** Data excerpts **
//! Shared test utilities for SOGUM integration tests.
//!
//! Builders for configs pointing at wiremock servers, app state, and
//! response body helpers.

#![allow(dead_code)]

use axum::body::Body;
use axum::http::Request;
use axum::response::Response;
use sogum::api::{create_router, AppState};
use sogum::config::{ServiceConfig, SogumConfig};
use sogum::registry::ProbeStrategy;
use std::sync::Arc;
use wiremock::MockServer;

/// UUID v4 string length: "xxxxxxxx-xxxx-xxxx-xxxx-xxxxxxxxxxxx"
pub const UUID_V4_STRING_LEN: usize = 36;

/// Service config whose health endpoint is served by `server`.
pub fn service_for(server: &MockServer, id: &str) -> ServiceConfig {
    let mut config = ServiceConfig::new(id, &format!("{} service", id), server.address().port());
    config.host = Some(server.address().ip().to_string());
    config
}

/// Same as [`service_for`] with the generation probe.
pub fn generation_service_for(server: &MockServer, id: &str) -> ServiceConfig {
    service_for(server, id).with_probe(ProbeStrategy::Generation)
}

/// Service config pointing at a port nothing listens on.
pub fn closed_service(id: &str) -> ServiceConfig {
    let mut config = ServiceConfig::new(id, id, 1);
    config.host = Some("127.0.0.1".to_string());
    config
}

/// Config with short deadlines, the given services, and the relay aimed at
/// `backend_host`.
pub fn test_config(services: Vec<ServiceConfig>, backend_host: &str) -> SogumConfig {
    let mut config = SogumConfig::default();
    config.services = services;
    config.relay.backend_host = backend_host.to_string();
    config.relay.generation_timeout_seconds = 2;
    config.health_check.timeout_ms = 500;
    config.health_check.probe_timeout_ms = 1000;
    config.health_check.host = "127.0.0.1".to_string();
    config
}

pub fn test_state(config: SogumConfig) -> Arc<AppState> {
    Arc::new(AppState::new(Arc::new(config)).expect("valid test config"))
}

pub fn test_app(config: SogumConfig) -> axum::Router {
    create_router(test_state(config))
}

pub fn json_request(method: &str, uri: &str, body: serde_json::Value) -> Request<Body> {
    Request::builder()
        .method(method)
        .uri(uri)
        .header("content-type", "application/json")
        .body(Body::from(body.to_string()))
        .unwrap()
}

pub fn get_request(uri: &str) -> Request<Body> {
    Request::builder().uri(uri).body(Body::empty()).unwrap()
}

pub async fn read_json(response: Response) -> serde_json::Value {
    let bytes = axum::body::to_bytes(response.into_body(), usize::MAX)
        .await
        .unwrap();
    serde_json::from_slice(&bytes).unwrap()
}

pub async fn read_text(response: Response) -> String {
    let bytes = axum::body::to_bytes(response.into_body(), usize::MAX)
        .await
        .unwrap();
    String::from_utf8(bytes.to_vec()).unwrap()
}
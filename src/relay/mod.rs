//! # Chat Relay
//!
//! Validates a free-text prompt, forwards it to the generation backend under
//! a deadline, and maps every downstream failure to a typed [`RelayError`].
//!
//! ## Example
//!
//! ```no_run
//! use sogum::config::RelayConfig;
//! use sogum::relay::{ChatRelay, RelayOptions};
//!
//! # async fn example() -> Result<(), Box<dyn std::error::Error>> {
//! let relay = ChatRelay::ollama(RelayConfig::default(), reqwest::Client::new());
//! let answer = relay
//!     .relay("req-1", "What is 6*7?", &RelayOptions::default())
//!     .await?;
//! println!("{}", answer.answer);
//! # Ok(())
//! # }
//! ```

mod backend;
mod error;
mod types;

#[cfg(test)]
mod tests;

pub use backend::{GenerationBackend, OllamaBackend};
pub use error::{BackendError, RelayError};
pub use types::*;

use crate::config::RelayConfig;
use std::sync::Arc;
use std::time::{Duration, Instant};
use tracing::Instrument;

/// Forwards prompts to a [`GenerationBackend`].
///
/// Holds no per-request state; every call is independent and never retried.
pub struct ChatRelay {
    backend: Arc<dyn GenerationBackend>,
    config: RelayConfig,
    timeout: Duration,
    content_logging: bool,
}

impl ChatRelay {
    pub fn new(backend: Arc<dyn GenerationBackend>, config: RelayConfig) -> Self {
        let timeout = Duration::from_secs(config.generation_timeout_seconds);
        Self {
            backend,
            config,
            timeout,
            content_logging: false,
        }
    }

    /// Relay backed by the Ollama `/api/generate` endpoint in `config`.
    pub fn ollama(config: RelayConfig, client: reqwest::Client) -> Self {
        let backend = OllamaBackend::new(config.generate_url(), client);
        Self::new(Arc::new(backend), config)
    }

    /// Override the generation deadline.
    pub fn with_timeout(mut self, timeout: Duration) -> Self {
        self.timeout = timeout;
        self
    }

    /// Log a truncated preview of each prompt.
    pub fn with_content_logging(mut self, enabled: bool) -> Self {
        self.content_logging = enabled;
        self
    }

    pub fn config(&self) -> &RelayConfig {
        &self.config
    }

    pub fn timeout(&self) -> Duration {
        self.timeout
    }

    /// Check a prompt and return it trimmed.
    ///
    /// # Errors
    ///
    /// `InvalidInput` for an empty or whitespace-only prompt, or one longer
    /// than `max_prompt_chars` characters.
    pub fn validate<'a>(&self, prompt: &'a str) -> Result<&'a str, RelayError> {
        let trimmed = prompt.trim();
        if trimmed.is_empty() {
            return Err(RelayError::InvalidInput("Prompt is required".to_string()));
        }
        if prompt.chars().count() > self.config.max_prompt_chars {
            return Err(RelayError::InvalidInput(format!(
                "Prompt exceeds maximum length of {} characters",
                self.config.max_prompt_chars
            )));
        }
        Ok(trimmed)
    }

    /// Build the downstream request, filling unset options from config.
    pub fn build_request(&self, prompt: &str, options: &RelayOptions) -> GenerationRequest {
        let model = options
            .model
            .as_deref()
            .map(str::trim)
            .filter(|m| !m.is_empty())
            .unwrap_or(self.config.model.as_str())
            .to_string();

        GenerationRequest {
            model,
            prompt: prompt.to_string(),
            stream: false,
            options: GenerationOptions {
                temperature: options
                    .temperature
                    .unwrap_or(self.config.default_temperature),
                num_predict: self.config.num_predict,
            },
        }
    }

    /// Relay one prompt.
    ///
    /// `request_id` is attached to every log line of the exchange.
    pub async fn relay(
        &self,
        request_id: &str,
        prompt: &str,
        options: &RelayOptions,
    ) -> Result<RelayAnswer, RelayError> {
        let span = tracing::info_span!("relay", request_id = %request_id);
        self.relay_inner(request_id, prompt, options)
            .instrument(span)
            .await
    }

    async fn relay_inner(
        &self,
        request_id: &str,
        prompt: &str,
        options: &RelayOptions,
    ) -> Result<RelayAnswer, RelayError> {
        let start = Instant::now();

        let result = match self.validate(prompt) {
            Ok(trimmed) => {
                let request = self.build_request(trimmed, options);
                let preview =
                    crate::logging::truncate_prompt(&request.prompt, self.content_logging);
                tracing::info!(
                    backend = self.backend.name(),
                    model = %request.model,
                    prompt_chars = request.prompt.chars().count(),
                    prompt_preview = ?preview,
                    "Relaying prompt"
                );

                let timeout_ms = self.timeout.as_millis() as u64;
                let call = self.backend.generate(&request, self.timeout);
                let outcome = tokio::time::timeout(self.timeout, call)
                    .await
                    .unwrap_or(Err(BackendError::Timeout(timeout_ms)));

                match outcome {
                    Ok(response) => Ok(RelayAnswer {
                        answer: response.response,
                        model: response.model.unwrap_or(request.model),
                        request_id: request_id.to_string(),
                    }),
                    Err(e) => {
                        tracing::error!(error = %e, "Generation backend call failed");
                        Err(RelayError::from(e))
                    }
                }
            }
            Err(e) => {
                tracing::debug!(error = %e, "Rejected prompt");
                Err(e)
            }
        };

        let elapsed = start.elapsed();
        let outcome = match &result {
            Ok(_) => "success",
            Err(e) => e.code(),
        };
        metrics::counter!("sogum_relay_requests_total", "outcome" => outcome).increment(1);
        metrics::histogram!("sogum_relay_duration_seconds").record(elapsed.as_secs_f64());
        tracing::info!(
            outcome,
            latency_ms = elapsed.as_millis() as u64,
            "Relay completed"
        );

        result
    }
}
//! Configuration for health polling.

use serde::{Deserialize, Serialize};

/// Configuration for service health polling.
#[derive(Debug, Clone, PartialEq, Eq, Serialize, Deserialize)]
#[serde(default)]
pub struct HealthCheckConfig {
    /// Whether the background poll loop runs
    pub enabled: bool,
    /// Seconds between poll cycles
    pub interval_seconds: u64,
    /// Deadline for each health request
    pub timeout_ms: u64,
    /// Deadline for on-demand deep probes
    pub probe_timeout_ms: u64,
    /// Host used for services that don't set their own
    pub host: String,
}

impl Default for HealthCheckConfig {
    fn default() -> Self {
        Self {
            enabled: true,
            interval_seconds: 30,
            timeout_ms: 2000,
            probe_timeout_ms: 10_000,
            host: "localhost".to_string(),
        }
    }
}
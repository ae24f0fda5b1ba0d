//! Configuration error types

use std::path::PathBuf;
use thiserror::Error;

/// Configuration-related errors
#[derive(Error, Debug)]
pub enum ConfigError {
    #[error("IO error: {0}")]
    Io(#[from] std::io::Error),

    #[error("Config file not found: {0}")]
    NotFound(PathBuf),

    #[error("Failed to parse config: {0}")]
    Parse(String),

    #[error("Invalid value for '{field}': {message}")]
    Validation { field: String, message: String },
}

impl ConfigError {
    pub(crate) fn validation(field: &str, message: &str) -> Self {
        Self::Validation {
            field: field.to_string(),
            message: message.to_string(),
        }
    }
}
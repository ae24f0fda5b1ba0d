//! Health polling module.
//!
//! The [`Poller`] checks every registered service on a fixed interval and
//! owns the [`StatusTable`] that readers render from.

mod config;
mod error;
pub mod probe;
mod state;
mod table;


pub use config::*;
pub use error::*;
pub use probe::ProbeOutcome;
pub use state::*;
pub use table::StatusTable;

use crate::registry::{ProbeStrategy, RegistryError, ServiceDescriptor, ServiceRegistry};
use std::sync::Arc;
use std::time::Duration;
use tokio::sync::broadcast;
use tokio::task::JoinHandle;
use tokio_util::sync::CancellationToken;

/// Background service that periodically checks service health.
pub struct Poller {
    registry: Arc<ServiceRegistry>,
    /// HTTP client with connection pooling
    client: reqwest::Client,
    config: HealthCheckConfig,
    table: Arc<StatusTable>,
    /// Optional WebSocket broadcast sender for dashboard updates
    ws_broadcast: Option<broadcast::Sender<StatusUpdate>>,
}

impl Poller {
    /// Create a poller with a fresh status table.
    pub fn new(registry: Arc<ServiceRegistry>, config: HealthCheckConfig) -> Self {
        Self::with_client(registry, config, reqwest::Client::new())
    }

    /// Create a poller with a custom HTTP client.
    pub fn with_client(
        registry: Arc<ServiceRegistry>,
        config: HealthCheckConfig,
        client: reqwest::Client,
    ) -> Self {
        let table = Arc::new(StatusTable::new(&registry));
        Self {
            registry,
            client,
            config,
            table,
            ws_broadcast: None,
        }
    }

    /// Set the WebSocket broadcast sender for dashboard updates.
    pub fn with_broadcast(mut self, sender: broadcast::Sender<StatusUpdate>) -> Self {
        self.ws_broadcast = Some(sender);
        self
    }

    /// Read handle to the status table.
    pub fn table(&self) -> Arc<StatusTable> {
        Arc::clone(&self.table)
    }

    pub fn registry(&self) -> &Arc<ServiceRegistry> {
        &self.registry
    }

    pub fn config(&self) -> &HealthCheckConfig {
        &self.config
    }

    /// Check one service's health endpoint. Never fails: every problem
    /// becomes an `Offline` result.
    pub async fn check_health(&self, service: &ServiceDescriptor) -> HealthCheckResult {
        let timeout = Duration::from_millis(self.config.timeout_ms);
        let result = probe::get_health(&self.client, &service.health_url(), timeout).await;

        match &result {
            HealthCheckResult::Online { latency_ms } => {
                metrics::histogram!("sogum_health_check_latency_seconds",
                    "service" => service.id.clone()
                )
                .record(*latency_ms as f64 / 1000.0);
            }
            HealthCheckResult::Offline { error } => {
                tracing::debug!(
                    service_id = %service.id,
                    url = %service.health_url(),
                    error = %error,
                    "Health check failed"
                );
            }
        }
        metrics::counter!("sogum_health_checks_total",
            "service" => service.id.clone(),
            "state" => if result.is_online() { "online" } else { "offline" }
        )
        .increment(1);

        result
    }

    /// Write a result into the status table, logging state transitions.
    pub fn apply_result(&self, service_id: &str, result: &HealthCheckResult) {
        let Some(previous) = self.table.record(service_id, result) else {
            tracing::warn!(service_id, "Ignoring result for unregistered service");
            return;
        };

        let new_state = result.state();
        if previous != new_state {
            tracing::info!(
                service_id,
                old_state = ?previous,
                new_state = ?new_state,
                "Service status changed"
            );
        }
    }

    /// Check every registered service once.
    ///
    /// Checks run concurrently, so a slow service only costs its own
    /// deadline. Subscribers get a full snapshot once the cycle is done.
    pub async fn poll_all(&self) -> Vec<(String, HealthCheckResult)> {
        let checks = self.registry.all().iter().map(|service| async move {
            let result = self.check_health(service).await;
            self.apply_result(&service.id, &result);
            (service.id.clone(), result)
        });
        let results = futures::future::join_all(checks).await;

        if let Some(sender) = &self.ws_broadcast {
            // No receivers is fine
            let _ = sender.send(StatusUpdate::service_status(self.table.snapshot()));
        }

        results
    }

    /// On-demand deep probe of one service.
    ///
    /// Services with the generation strategy get a real prompt round-trip;
    /// the rest get the shallow health check. The status table is not touched.
    ///
    /// # Errors
    ///
    /// Returns `RegistryError::ServiceNotFound` for an unknown id.
    pub async fn test_service(&self, service_id: &str) -> Result<ProbeOutcome, RegistryError> {
        let service = self.registry.require(service_id)?;
        let timeout = Duration::from_millis(self.config.probe_timeout_ms);

        let outcome = match service.probe {
            ProbeStrategy::Generation => {
                probe::post_generation(&self.client, &service.ask_url(), timeout).await
            }
            ProbeStrategy::Health => {
                probe::get_health(&self.client, &service.health_url(), timeout)
                    .await
                    .into()
            }
        };

        tracing::info!(
            service_id,
            probe = ?service.probe,
            success = outcome.is_success(),
            "Service test completed"
        );

        Ok(outcome)
    }

    /// Start the poll loop as a background task.
    ///
    /// The first cycle runs immediately. A cycle that overruns the interval
    /// pushes the next one back rather than overlapping it.
    pub fn start(self: Arc<Self>, cancel_token: CancellationToken) -> JoinHandle<()> {
        tokio::spawn(async move {
            let mut interval =
                tokio::time::interval(Duration::from_secs(self.config.interval_seconds));
            interval.set_missed_tick_behavior(tokio::time::MissedTickBehavior::Delay);

            tracing::info!(
                interval_seconds = self.config.interval_seconds,
                services = self.registry.len(),
                "Health poller started"
            );

            loop {
                tokio::select! {
                    _ = cancel_token.cancelled() => {
                        tracing::info!("Health poller shutting down");
                        break;
                    }
                    _ = interval.tick() => {
                        let results = self.poll_all().await;
                        let online = results.iter().filter(|(_, r)| r.is_online()).count();
                        tracing::debug!(
                            services_checked = results.len(),
                            online,
                            "Poll cycle completed"
                        );
                    }
                }
            }
        })
    }
}
//! Field helpers for structured logging

/// Characters kept in a prompt preview.
pub const PREVIEW_CHARS: usize = 100;

/// Truncate a prompt for logging (privacy-safe).
///
/// Returns None unless content logging is enabled. Otherwise returns the
/// first 100 characters, with "..." appended when the prompt was cut.
///
/// # Examples
///
/// ```
/// use sogum::logging::truncate_prompt;
///
/// assert_eq!(truncate_prompt("hello", false), None);
/// assert_eq!(truncate_prompt("hello", true).as_deref(), Some("hello"));
/// ```
pub fn truncate_prompt(prompt: &str, enabled: bool) -> Option<String> {
    if !enabled {
        return None;
    }

    let mut preview: String = prompt.chars().take(PREVIEW_CHARS).collect();
    if prompt.chars().count() > PREVIEW_CHARS {
        preview.push_str("...");
    }
    Some(preview)
}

** WHAT TO WORK ON **
Where the word "record" shows up in a line of the entries above, copy that line.

** EXERCISE OUTPUT **
        metrics::histogram!("sogum_relay_duration_seconds").record(elapsed.as_secs_f64());
                .record(*latency_ms as f64 / 1000.0);
        let Some(previous) = self.table.record(service_id, result) else {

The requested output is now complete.